Improving search with Asian scripts

mablin7 · 19 May 2021 10:41

Currently when a search term contains Asian characters, the search engine automatically selects basic mode, since FTS doesn't work with these scripts. However this is not documented anywhere and users have no reason to expect search in these languages to work any differently.
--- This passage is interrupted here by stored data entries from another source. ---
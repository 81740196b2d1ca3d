use clap::Parser;
use user_etl::config::TomlConfig;
use user_etl::core::ConfigProvider;
use user_etl::utils::error::ErrorSeverity;
use user_etl::utils::{logger, validation::Validate};
use user_etl::{EtlEngine, LocalStorage, UserPipeline};

#[derive(Parser)]
#[command(name = "toml-user-etl")]
#[command(about = "User ETL driven by a TOML configuration file")]
struct Args {
    /// Path to TOML configuration file
    #[arg(short, long, default_value = "user-etl.toml")]
    config: String,

    /// Enable verbose output
    #[arg(short, long)]
    verbose: bool,

    /// Override the database path from the config
    #[arg(long)]
    database: Option<String>,

    /// Override schema creation from the config
    #[arg(long)]
    create_schema: Option<bool>,

    /// Dry run - show what would be processed without writing to the database
    #[arg(long)]
    dry_run: bool,
}

#[tokio::main]
async fn main() -> anyhow::Result<()> {
    let args = Args::parse();

    // 載入 TOML 配置
    let mut config = match TomlConfig::from_file(&args.config) {
        Ok(config) => config,
        Err(e) => {
            eprintln!("❌ Failed to load config file '{}': {}", args.config, e);
            eprintln!("💡 Make sure the file exists and is valid TOML format");
            std::process::exit(1);
        }
    };

    logger::init_logger(args.verbose || config.verbose(), config.json_logs());
    tracing::info!("🚀 Starting TOML-based user ETL");
    tracing::info!("📁 Configuration loaded from: {}", args.config);

    // 應用命令列覆蓋設定
    if let Some(database) = args.database {
        tracing::info!("🔧 Database overridden to: {}", database);
        config.database.path = database;
    }
    if let Some(create_schema) = args.create_schema {
        config.database.create_schema = create_schema;
    }

    if let Err(e) = config.validate() {
        tracing::error!("❌ Configuration validation failed: {}", e);
        tracing::error!("💡 Suggestion: {}", e.recovery_suggestion());
        eprintln!("❌ {}", e.user_friendly_message());
        std::process::exit(1);
    }

    tracing::info!(
        "Pipeline '{}' {}: {} -> {}",
        config.pipeline.name,
        config.pipeline.version.as_deref().unwrap_or("unversioned"),
        config.source().location(),
        config.database_path()
    );

    if args.dry_run {
        tracing::info!("🔍 DRY RUN MODE - nothing will be written");
        println!("Source:   {}", config.source().location());
        println!("Database: {}", config.database_path());
        println!("Schema:   {}", if config.create_schema() { "create if missing" } else { "must exist" });
        return Ok(());
    }

    let pipeline = UserPipeline::new(LocalStorage::default(), config);
    let engine = EtlEngine::new(pipeline);

    match engine.run().await {
        Ok(report) => {
            tracing::info!("✅ ETL process completed successfully!");
            println!("{}", serde_json::to_string_pretty(&report)?);
        }
        Err(e) => {
            tracing::error!(
                "❌ ETL process failed: {} (Category: {:?}, Severity: {:?})",
                e,
                e.category(),
                e.severity()
            );
            eprintln!("❌ {}", e.user_friendly_message());
            eprintln!("💡 {}", e.recovery_suggestion());

            let exit_code = match e.severity() {
                ErrorSeverity::Low => 0,
                ErrorSeverity::Medium => 2,
                ErrorSeverity::High => 1,
                ErrorSeverity::Critical => 3,
            };
            if exit_code > 0 {
                std::process::exit(exit_code);
            }
        }
    }

    Ok(())
}
use thiserror::Error;

#[derive(Error, Debug)]
pub enum EtlError {
    #[error("API request failed: {0}")]
    ApiError(#[from] reqwest::Error),

    #[error("API returned status {status} for {endpoint}")]
    ApiStatusError { endpoint: String, status: u16 },

    #[error("CSV processing error: {0}")]
    CsvError(#[from] csv::Error),

    #[error("IO error: {0}")]
    IoError(#[from] std::io::Error),

    #[error("Serialization error: {0}")]
    SerializationError(#[from] serde_json::Error),

    #[error("Database error: {0}")]
    DatabaseError(#[from] rusqlite::Error),

    #[error("Configuration error: {message}")]
    ConfigError { message: String },

    #[error("Configuration validation failed for '{field}': {message}")]
    ConfigValidationError { field: String, message: String },

    #[error("Invalid value '{value}' for '{field}': {reason}")]
    InvalidConfigValueError {
        field: String,
        value: String,
        reason: String,
    },

    #[error("Missing required configuration: {field}")]
    MissingConfigError { field: String },

    #[error("Data processing error: {message}")]
    ProcessingError { message: String },
}

#[derive(Debug, Clone, Copy, PartialEq, Eq)]
pub enum ErrorCategory {
    Network,
    Data,
    Storage,
    Configuration,
}

#[derive(Debug, Clone, Copy, PartialEq, Eq, PartialOrd, Ord)]
pub enum ErrorSeverity {
    Low,
    Medium,
    High,
    Critical,
}

impl EtlError {
    pub fn category(&self) -> ErrorCategory {
        match self {
            EtlError::ApiError(_) | EtlError::ApiStatusError { .. } => ErrorCategory::Network,
            EtlError::CsvError(_)
            | EtlError::SerializationError(_)
            | EtlError::ProcessingError { .. } => ErrorCategory::Data,
            EtlError::IoError(_) | EtlError::DatabaseError(_) => ErrorCategory::Storage,
            EtlError::ConfigError { .. }
            | EtlError::ConfigValidationError { .. }
            | EtlError::InvalidConfigValueError { .. }
            | EtlError::MissingConfigError { .. } => ErrorCategory::Configuration,
        }
    }

    pub fn severity(&self) -> ErrorSeverity {
        match self {
            // 網路錯誤通常可重試
            EtlError::ApiError(_) | EtlError::ApiStatusError { .. } => ErrorSeverity::Medium,
            EtlError::CsvError(_)
            | EtlError::SerializationError(_)
            | EtlError::ProcessingError { .. } => ErrorSeverity::High,
            EtlError::ConfigError { .. }
            | EtlError::ConfigValidationError { .. }
            | EtlError::InvalidConfigValueError { .. }
            | EtlError::MissingConfigError { .. } => ErrorSeverity::High,
            EtlError::IoError(_) | EtlError::DatabaseError(_) => ErrorSeverity::Critical,
        }
    }

    pub fn recovery_suggestion(&self) -> &'static str {
        match self.category() {
            ErrorCategory::Network => "Check that the endpoint is reachable and retry",
            ErrorCategory::Data => "Check that the input is valid JSON or CSV with a header row",
            ErrorCategory::Storage => {
                "Check the database path, its permissions and that the users table exists"
            }
            ErrorCategory::Configuration => "Review the command line flags or the TOML file",
        }
    }

    pub fn user_friendly_message(&self) -> String {
        match self {
            EtlError::ApiStatusError { endpoint, status } => {
                format!("The source endpoint {} answered with HTTP {}", endpoint, status)
            }
            EtlError::DatabaseError(_) => {
                "Users could not be written to the database; nothing was committed".to_string()
            }
            EtlError::MissingConfigError { field } => {
                format!("The setting '{}' is required", field)
            }
            other => other.to_string(),
        }
    }
}

pub type Result<T> = std::result::Result<T, EtlError>;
An issue about this has been raised on github: The combined search returns no results for Chinese · Issue #4613 · laurent22/joplin · GitHub

I was thinking that maybe this problem could at least be partially addressed, without adding a custom tokenizer, by reimplementing the most important features of the default search in a new search mode (named SEARCH_TYPE_ASIAN_SCRIPT for eg.) based on regular SQL queries, without FTS. Of course, the performance would be much worse, but in my opinion it could be an acceptable tradeoff.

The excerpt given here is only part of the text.